# WHAT IS EXPECTED:
Check the material that follows for the word "ConsoleLevel" and say how many lines contain it, with no other words.

# PROVIDED MATERIAL:
Start of Block
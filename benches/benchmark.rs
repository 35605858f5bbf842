use criterion::{black_box, criterion_group, criterion_main, Criterion};
use smoke_oracle::storage::dom_store::query_html_by_selector;
use smoke_oracle::storage::screenshot_store::ScreenshotStore;
use smoke_oracle::types::{ConsoleLevel, ConsoleLogEntry, DomAssertion};
use smoke_oracle::{content_hash, format_bytes, format_duration, generate_id};
use std::time::Duration;

fn configure_fast_group(group: &mut criterion::BenchmarkGroup<criterion::measurement::WallTime>) {
    group.warm_up_time(Duration::from_millis(500));
    group.measurement_time(Duration::from_millis(500));
    group.sample_size(20);
}

fn sample_html(card_count: usize) -> String {
    let cards: String = (0..card_count)
        .map(|i| format!("<div class=\"card\" data-i=\"{i}\">card {i}</div>"))
        .collect();
    format!("<html><head><title>Sample</title></head><body>{cards}</body></html>")
}

fn benchmark_id_generation(c: &mut Criterion) {
    let mut group = c.benchmark_group("id_generation");
    configure_fast_group(&mut group);

    group.bench_function("generate_id", |b| {
        b.iter(|| black_box(generate_id("dom")));
    });

    group.bench_function("content_hash", |b| {
        let payload = sample_html(50);
        b.iter(|| black_box(content_hash(payload.as_bytes())));
    });

    group.finish();
}

fn benchmark_pixel_comparison(c: &mut Criterion) {
    let mut group = c.benchmark_group("pixel_comparison");
    configure_fast_group(&mut group);

    // Two flat 64x64 RGB buffers, one pixel perturbed in the second.
    let width = 64usize;
    let height = 64usize;
    let mut a = vec![0u8; width * height * 3];
    for (i, px) in a.iter_mut().enumerate() {
        *px = (i % 256) as u8;
    }
    let mut b_buf = a.clone();
    b_buf[0] = b_buf[0].wrapping_add(50);

    let png_a = encode_png(&a, width as u32, height as u32);
    let png_b = encode_png(&b_buf, width as u32, height as u32);

    group.bench_function("compare_64x64", |b| {
        b.iter(|| {
            let diff = ScreenshotStore::compare(&png_a, &png_b, 0.1).unwrap();
            black_box(diff);
        });
    });

    group.finish();
}

fn encode_png(rgb: &[u8], width: u32, height: u32) -> Vec<u8> {
    let img = image::RgbImage::from_raw(width, height, rgb.to_vec()).unwrap();
    let mut buf = Vec::new();
    image::DynamicImage::ImageRgb8(img)
        .write_to(&mut std::io::Cursor::new(&mut buf), image::ImageFormat::Png)
        .unwrap();
    buf
}

fn benchmark_dom_chunking_and_query(c: &mut Criterion) {
    let mut group = c.benchmark_group("dom_store");
    configure_fast_group(&mut group);

    let html = sample_html(4321);

    group.bench_function("query_by_selector", |b| {
        b.iter(|| {
            let elements = query_html_by_selector(&html, "div.card").unwrap();
            black_box(elements.len());
        });
    });

    group.finish();
}

fn benchmark_assertion_evaluation(c: &mut Criterion) {
    let mut group = c.benchmark_group("assertions");
    configure_fast_group(&mut group);

    let html = sample_html(500);
    let assertion = DomAssertion::Count {
        selector: "div.card".into(),
        op: "eq".into(),
        n: 500,
    };

    group.bench_function("evaluate_dom_count", |b| {
        b.iter(|| {
            let result = smoke_oracle::assertions::evaluate_dom(&html, &assertion).unwrap();
            black_box(result.passed);
        });
    });

    let entries: Vec<ConsoleLogEntry> = (0..200)
        .map(|i| ConsoleLogEntry {
            timestamp: chrono::Utc::now(),
            level: if i % 17 == 0 { ConsoleLevel::Error } else { ConsoleLevel::Log },
            message: format!("entry {i}"),
            args: vec![],
            stack: None,
            source: None,
        })
        .collect();
    let console_assertions = smoke_oracle::types::ConsoleAssertions {
        no_errors: true,
        allowed: vec!["/entry 0/i".into()],
        ..Default::default()
    };

    group.bench_function("evaluate_console_no_errors", |b| {
        b.iter(|| {
            let results = smoke_oracle::assertions::evaluate_console(&entries, &console_assertions);
            black_box(results.len());
        });
    });

    group.finish();
}

fn benchmark_format_utilities(c: &mut Criterion) {
    let mut group = c.benchmark_group("format_utilities");
    configure_fast_group(&mut group);

    let test_durations = vec![Duration::from_millis(100), Duration::from_secs(5)];
    let test_byte_sizes = vec![1024u64, 1048576];

    group.bench_function("format_duration", |b| {
        b.iter(|| {
            for duration in &test_durations {
                black_box(format_duration(*duration));
            }
        });
    });

    group.bench_function("format_bytes", |b| {
        b.iter(|| {
            for size in &test_byte_sizes {
                black_box(format_bytes(*size));
            }
        });
    });

    group.finish();
}

criterion_group!(
    unit_benches,
    benchmark_id_generation,
    benchmark_pixel_comparison,
    benchmark_dom_chunking_and_query,
    benchmark_assertion_evaluation,
    benchmark_format_utilities,
);
criterion_main!(unit_benches);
End of Block
# ANSWER:
2